11年前の1996年の今頃でしょうか、スペインのアルヘシーラスという、ジブラルタル海峡先端の町に駐在していました。ジブラルタルについては、5月23日の記事「飛行場の滑走路に信号と踏切が??」で紹介してありますので参考にして下さい。
スペインの夏は日没時間が夜9時頃なので、南部アンダルシアの昼食は午後2時~5時頃、また午後5時から8時頃には再び仕事をしている会社も多々あります。夕食は、夜11時頃からという、日本ではとても考えられないタイムスケジュールなのです。
この時の私は、現地での業務を担当していませんでしたので、のんびりとした駐在生活でした。朝6時には、現場へスペイン人スタッフと1時間ほどかけて行くのですが、午後2時か遅くとも3時頃には、もう帰宅できたような生活でした。夕方7時頃から現地のスタッフと事務的な打ち合わせをすることが時々ある程度でしたので、夕方8時頃からはときどき町に買い物がてら、家内とお茶をしに行っていました。
そんな、町中にあるカフェテリアで家内とコーヒーを飲んでいたとき、日本人のご婦人らしきお方が通りすがりに、我々を珍しそうにご覧になっているので、「こんにちわ」と私からご挨拶いたしました。

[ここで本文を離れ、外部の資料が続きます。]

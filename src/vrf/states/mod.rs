//! VRF state handlers — one per reconciliation mode.
//!
//! [`reconcile`] is the entry point: it validates the batch against the
//! mode's schema (aborting before any network call on the first invalid
//! item), then dispatches to the mode's handler. Handlers share the
//! primitives in [`base`]: cache pre-warm, cache-aware existence
//! checks, canonicalized equality, and batch-level accumulation.

mod base;
mod deleted;
mod merged;
mod overridden;
mod query;
mod replaced;

pub use deleted::Deleted;
pub use merged::Merged;
pub use overridden::Overridden;
pub use query::Query;
pub use replaced::Replaced;

use crate::{ModuleResult, ReconcileMode, Result};

use super::api::VrfApi;
use super::config::{VrfConfig, validate_batch};

/// Validate a desired batch and run it under `mode`.
///
/// Returns `Err` only for batch validation failures; operational
/// failures are collected per item into the [`ModuleResult`].
pub async fn reconcile(
    api: VrfApi,
    mode: ReconcileMode,
    configs: &[VrfConfig],
) -> Result<ModuleResult> {
    validate_batch(mode, configs)?;
    let result = match mode {
        ReconcileMode::Merged => Merged::new(api).execute(configs).await,
        ReconcileMode::Replaced => Replaced::new(api).execute(configs).await,
        ReconcileMode::Overridden => Overridden::new(api).execute(configs).await,
        ReconcileMode::Deleted => Deleted::new(api).execute(configs).await,
        ReconcileMode::Query => Query::new(api).execute(configs).await,
    };
    Ok(result)
}
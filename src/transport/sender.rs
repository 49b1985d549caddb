//! The `Sender` trait and its reqwest implementation.

use async_trait::async_trait;
use serde_json::Value;
use tracing::debug;

use crate::telemetry;
use crate::{Result, VrfError};

use super::ControllerResponse;

/// HTTP verbs the controller API uses.
#[derive(Debug, Clone, Copy, PartialEq, Eq)]
pub enum Verb {
    Get,
    Post,
    Put,
    Delete,
}

impl Verb {
    pub fn as_str(&self) -> &'static str {
        match self {
            Verb::Get => "GET",
            Verb::Post => "POST",
            Verb::Put => "PUT",
            Verb::Delete => "DELETE",
        }
    }
}

impl std::fmt::Display for Verb {
    fn fmt(&self, f: &mut std::fmt::Formatter<'_>) -> std::fmt::Result {
        f.write_str(self.as_str())
    }
}

/// One authenticated request/response round trip against the controller.
///
/// Implementations return `Ok` whenever the controller answered at all —
/// the envelope's return code carries its verdict — and `Err` only for
/// request-level failures (connect, timeout, unreadable body).
#[async_trait]
pub trait Sender: Send + Sync {
    async fn send(
        &self,
        verb: Verb,
        path: &str,
        payload: Option<&Value>,
    ) -> Result<ControllerResponse>;
}

/// reqwest-backed sender rooted at a base URL.
///
/// Bodies that already carry the controller envelope are passed through;
/// bare bodies (some GET endpoints answer with raw resource data) are
/// wrapped into an envelope synthesized from the HTTP status.
pub struct HttpSender {
    client: reqwest::Client,
    base_url: String,
}

impl HttpSender {
    pub fn new(base_url: impl Into<String>) -> Self {
        Self::with_client(reqwest::Client::new(), base_url)
    }

    /// Use a preconfigured client (timeouts, auth headers, proxies).
    pub fn with_client(client: reqwest::Client, base_url: impl Into<String>) -> Self {
        let mut base_url = base_url.into();
        while base_url.ends_with('/') {
            base_url.pop();
        }
        Self { client, base_url }
    }
}

#[async_trait]
impl Sender for HttpSender {
    async fn send(
        &self,
        verb: Verb,
        path: &str,
        payload: Option<&Value>,
    ) -> Result<ControllerResponse> {
        let url = format!("{}{}", self.base_url, path);
        debug!(verb = %verb, %url, "sending controller request");

        let mut request = match verb {
            Verb::Get => self.client.get(&url),
            Verb::Post => self.client.post(&url),
            Verb::Put => self.client.put(&url),
            Verb::Delete => self.client.delete(&url),
        };
        if let Some(body) = payload {
            request = request.json(body);
        }

        let response = request.send().await.inspect_err(|_| {
            metrics::counter!(telemetry::REQUESTS_TOTAL,
                "method" => verb.as_str(), "status" => "error")
            .increment(1);
        })?;

        let status = response.status();
        let text = response.text().await?;

        let envelope = match serde_json::from_str::<Value>(&text) {
            Ok(body) if ControllerResponse::has_envelope(&body) => {
                serde_json::from_value::<ControllerResponse>(body)
                    .map_err(|e| VrfError::MalformedResponse(e.to_string()))?
            }
            Ok(body) => ControllerResponse {
                data: body,
                message: status
                    .canonical_reason()
                    .unwrap_or("UNKNOWN")
                    .to_string(),
                method: verb.as_str().to_string(),
                request_path: path.to_string(),
                return_code: status.as_u16(),
            },
            Err(_) if status.is_success() => {
                metrics::counter!(telemetry::REQUESTS_TOTAL,
                    "method" => verb.as_str(), "status" => "error")
                .increment(1);
                return Err(VrfError::MalformedResponse(format!(
                    "non-JSON body from {path}"
                )));
            }
            // Error pages are often not JSON; keep the code, carry the
            // body as the message.
            Err(_) => ControllerResponse {
                data: Value::Null,
                message: text.trim().to_string(),
                method: verb.as_str().to_string(),
                request_path: path.to_string(),
                return_code: status.as_u16(),
            },
        };

        let outcome = if envelope.is_success() { "ok" } else { "error" };
        metrics::counter!(telemetry::REQUESTS_TOTAL,
            "method" => verb.as_str(), "status" => outcome)
        .increment(1);

        Ok(envelope)
    }
}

「あら!やっぱり、日本人なのね!」と驚かれていました。
このアルへシーラスの町は、モロッコ行きのフェリーが就航していることから、日本人のバックパッカーは時々見掛けるのですが、ふつうは日本人といえば我々の事業の関係者しかまず見掛けることが無い町だったからです。
「失礼ですけど、ご旅行?」
「いいえ、短期間ですけれど、駐在として赴任しているのですが・・・」
「私、Kといいましてね、ご存じがどうか知りませんが、物書きをしてますの。サン・ロケって、ご存じかしら?そちらに、今滞在しているのですよ。」
「あ~、知っています。あのゴルフ場の中に別荘があるところですか?」
「そうそう、その中の別荘の一つを所有していて、時々来るのよ。ところであなたたちは?」
私が、マグロ畜養事業をしている会社に勤めていることなどをお話しましたところ、Kさんは大変興味を示されて、
「よかっったら、お休みの日に遊びにいらっしゃいよ。是非、お話しを聞かせて頂きたいから」と、お誘いを受けたのでした。

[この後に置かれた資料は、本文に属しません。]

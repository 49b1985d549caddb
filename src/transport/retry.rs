//! Retry configuration and sender decorator.
//!
//! [`RetryingSender`] wraps any [`Sender`] with exponential-backoff
//! retry. Two things stop a retry loop early: a success envelope, and a
//! controller verdict carrying a non-retryable code (400, 404, 409) —
//! the controller has answered authoritatively and asking again is
//! pointless. Transport errors and every other failure code are retried
//! up to `max_attempts`.

use std::sync::Arc;
use std::time::Duration;

use async_trait::async_trait;
use serde_json::Value;
use tracing::warn;

use crate::error::NON_RETRYABLE_CODES;
use crate::telemetry;
use crate::{Result, VrfError};

use super::{ControllerResponse, Sender, Verb};

/// Configuration for retry behaviour on transient failures.
///
/// Uses exponential backoff capped at `max_delay`:
///
/// ```rust
/// # use ndfc_vrf::transport::RetryConfig;
/// # use std::time::Duration;
/// let config = RetryConfig::new()
///     .max_attempts(5)
///     .initial_delay(Duration::from_millis(200));
/// ```
#[derive(Debug, Clone)]
pub struct RetryConfig {
    /// Maximum number of attempts (including the initial request).
    /// 1 = no retry. Default: 3.
    pub max_attempts: u32,
    /// Base delay before the first retry. Default: 500ms.
    pub initial_delay: Duration,
    /// Maximum delay between retries (caps exponential growth). Default: 30s.
    pub max_delay: Duration,
}

impl Default for RetryConfig {
    fn default() -> Self {
        Self {
            max_attempts: 3,
            initial_delay: Duration::from_millis(500),
            max_delay: Duration::from_secs(30),
        }
    }
}

impl RetryConfig {
    /// Create a new config with sensible defaults.
    pub fn new() -> Self {
        Self::default()
    }

    /// Create a config that disables retries (single attempt).
    pub fn disabled() -> Self {
        Self {
            max_attempts: 1,
            ..Self::default()
        }
    }

    /// Set maximum attempts (including the initial request).
    pub fn max_attempts(mut self, n: u32) -> Self {
        self.max_attempts = n.max(1);
        self
    }

    /// Set the base delay before the first retry.
    pub fn initial_delay(mut self, delay: Duration) -> Self {
        self.initial_delay = delay;
        self
    }

    /// Set the maximum delay between retries.
    pub fn max_delay(mut self, delay: Duration) -> Self {
        self.max_delay = delay;
        self
    }

    /// Delay for a given attempt number (0-indexed): `initial_delay *
    /// 2^attempt`, capped at `max_delay`.
    pub fn delay_for_attempt(&self, attempt: u32) -> Duration {
        let delay = self
            .initial_delay
            .saturating_mul(2u32.saturating_pow(attempt));
        delay.min(self.max_delay)
    }
}

/// Decorator that wraps a [`Sender`] with retry logic.
pub struct RetryingSender {
    inner: Arc<dyn Sender>,
    config: RetryConfig,
}

impl RetryingSender {
    pub fn new(inner: Arc<dyn Sender>, config: RetryConfig) -> Self {
        Self { inner, config }
    }
}

#[async_trait]
impl Sender for RetryingSender {
    async fn send(
        &self,
        verb: Verb,
        path: &str,
        payload: Option<&Value>,
    ) -> Result<ControllerResponse> {
        let mut last: Option<Result<ControllerResponse>> = None;
        for attempt in 0..self.config.max_attempts {
            match self.inner.send(verb, path, payload).await {
                Ok(resp) if resp.is_success() => return Ok(resp),
                Ok(resp) if NON_RETRYABLE_CODES.contains(&resp.return_code) => {
                    // Authoritative answer; retrying is defined as pointless.
                    return Ok(resp);
                }
                Ok(resp) => {
                    self.note_retry(verb, path, attempt, &resp.message).await;
                    last = Some(Ok(resp));
                }
                Err(e) if e.is_retryable() => {
                    self.note_retry(verb, path, attempt, &e.to_string()).await;
                    last = Some(Err(e));
                }
                Err(e) => return Err(e),
            }
        }
        last.unwrap_or_else(|| {
            Err(VrfError::Configuration(
                "retry loop made no attempts".into(),
            ))
        })
    }
}

impl RetryingSender {
    async fn note_retry(&self, verb: Verb, path: &str, attempt: u32, cause: &str) {
        metrics::counter!(telemetry::RETRIES_TOTAL, "method" => verb.as_str()).increment(1);
        if attempt + 1 < self.config.max_attempts {
            let delay = self.config.delay_for_attempt(attempt);
            warn!(
                verb = %verb,
                path,
                attempt = attempt + 1,
                max_attempts = self.config.max_attempts,
                delay_ms = delay.as_millis() as u64,
                cause,
                "retrying after transient failure"
            );
            tokio::time::sleep(delay).await;
        }
    }
}

#[cfg(test)]
mod tests {
    use super::*;
    use std::sync::Mutex;

    /// Scripted sender: pops one canned outcome per call.
    struct ScriptedSender {
        script: Mutex<Vec<Result<ControllerResponse>>>,
        calls: Mutex<u32>,
    }

    impl ScriptedSender {
        fn new(mut outcomes: Vec<Result<ControllerResponse>>) -> Self {
            outcomes.reverse();
            Self {
                script: Mutex::new(outcomes),
                calls: Mutex::new(0),
            }
        }

        fn calls(&self) -> u32 {
            *self.calls.lock().unwrap()
        }
    }

    #[async_trait]
    impl Sender for ScriptedSender {
        async fn send(
            &self,
            _verb: Verb,
            _path: &str,
            _payload: Option<&Value>,
        ) -> Result<ControllerResponse> {
            *self.calls.lock().unwrap() += 1;
            self.script
                .lock()
                .unwrap()
                .pop()
                .expect("script exhausted")
        }
    }

    fn response(code: u16) -> ControllerResponse {
        ControllerResponse {
            data: Value::Null,
            message: format!("code {code}"),
            method: "POST".into(),
            request_path: "/".into(),
            return_code: code,
        }
    }

    fn fast_config(attempts: u32) -> RetryConfig {
        RetryConfig::new()
            .max_attempts(attempts)
            .initial_delay(Duration::from_millis(1))
    }

    #[tokio::test]
    async fn success_returns_immediately() {
        let inner = Arc::new(ScriptedSender::new(vec![Ok(response(200))]));
        let sender = RetryingSender::new(inner.clone(), fast_config(3));
        let resp = sender.send(Verb::Get, "/x", None).await.unwrap();
        assert!(resp.is_success());
        assert_eq!(inner.calls(), 1);
    }

    #[tokio::test]
    async fn conflict_is_not_retried() {
        let inner = Arc::new(ScriptedSender::new(vec![Ok(response(409))]));
        let sender = RetryingSender::new(inner.clone(), fast_config(3));
        let resp = sender.send(Verb::Post, "/x", None).await.unwrap();
        assert_eq!(resp.return_code, 409);
        assert_eq!(inner.calls(), 1);
    }

    #[tokio::test]
    async fn server_error_retries_until_success() {
        let inner = Arc::new(ScriptedSender::new(vec![
            Ok(response(500)),
            Ok(response(500)),
            Ok(response(200)),
        ]));
        let sender = RetryingSender::new(inner.clone(), fast_config(3));
        let resp = sender.send(Verb::Get, "/x", None).await.unwrap();
        assert!(resp.is_success());
        assert_eq!(inner.calls(), 3);
    }

    #[tokio::test]
    async fn exhausted_attempts_return_last_failure() {
        let inner = Arc::new(ScriptedSender::new(vec![
            Ok(response(500)),
            Ok(response(503)),
        ]));
        let sender = RetryingSender::new(inner.clone(), fast_config(2));
        let resp = sender.send(Verb::Get, "/x", None).await.unwrap();
        assert_eq!(resp.return_code, 503);
        assert_eq!(inner.calls(), 2);
    }

    #[tokio::test]
    async fn transport_error_is_retried() {
        let inner = Arc::new(ScriptedSender::new(vec![
            Err(VrfError::Http("connection reset".into())),
            Ok(response(200)),
        ]));
        let sender = RetryingSender::new(inner.clone(), fast_config(3));
        let resp = sender.send(Verb::Get, "/x", None).await.unwrap();
        assert!(resp.is_success());
        assert_eq!(inner.calls(), 2);
    }

    #[tokio::test]
    async fn validation_error_is_not_retried() {
        let inner = Arc::new(ScriptedSender::new(vec![Err(VrfError::Validation {
            index: 0,
            reason: "bad".into(),
        })]));
        let sender = RetryingSender::new(inner.clone(), fast_config(3));
        assert!(sender.send(Verb::Get, "/x", None).await.is_err());
        assert_eq!(inner.calls(), 1);
    }

    #[test]
    fn backoff_doubles_and_caps() {
        let config = RetryConfig::new()
            .initial_delay(Duration::from_millis(100))
            .max_delay(Duration::from_millis(350));
        assert_eq!(config.delay_for_attempt(0), Duration::from_millis(100));
        assert_eq!(config.delay_for_attempt(1), Duration::from_millis(200));
        assert_eq!(config.delay_for_attempt(2), Duration::from_millis(350));
        assert_eq!(config.delay_for_attempt(10), Duration::from_millis(350));
    }
}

翌週、早速お電話にて、再度お誘いをうけましたので、家内と共に週末お邪魔することにいたしました。
ゴルフ場のクラブハウスで出迎えて頂きランチをご馳走になった後、暖炉がある素晴らしい別荘にお邪魔しました。お隣りは、英国貴族の方が所有の更に大きな別荘で、冬になると召使いまで連れて、避暑ならぬ、避寒に訪れるそうです。
また、近くのジブラルタルから英国への直行便があるせいで、英国人はジラルタルのカジノやこのゴルフ場にも来るのだそうです。大きな窓の一つにはからは?番ホールのフェアウェイが借景となっていて、ふと見たら、ショーン・コネリーがクラブを構えていたなんて嘘のような楽しみのある素晴らしい別荘でした。
実は、Kさんは、「スペイン子連れ留学」の著者で、当時、上智大学の講師もされており、更には、1000万円もするような豪華世界一周クルーズの船内臨時講師もされていらっしゃったようです。また、ご主人は著名な古美術評論家?のようでした。
楽しいお話しも尽きないので、そろそろと思って近くにあった大きな灰皿を見てびっくりしたのですが、アンモナイトの大きな化石が入った灰皿でした。
「これって、博物館に保存するようなシロモノですよね!」と、驚いている私に
「それはね、モロッコにいる友人からの”おみやげ”なのよ。その方、モロッコ国王のお気に入りでね。」
「えっ!その方って、日本人女性なんですか?」
「そうなのよ。・・・ちゃんはマッサージ師でね。国王の大のお気に入りで、宮殿に住んでいるのよ。」
「さすが、作家だけあって、ネタには困らないですね」
「あははは・・・、私はOさん(直木賞作家のOGさん)と違って、嘘は書かないから、・・・ちゃんの事は書かないのよ。今、ある闘牛士の件で、取材してそれを書こうと思っているところなのよ。マグロの話しも面白そうだから、それを書こうかしら。」などと、逆にからかわれてしまいました。
やはり、その場では聞きづらかったのですが、この・・・ちゃん、やはりモロッコ国王の第?夫人だったんでしょうか?或いは、単なる・・・だったのでしょうか?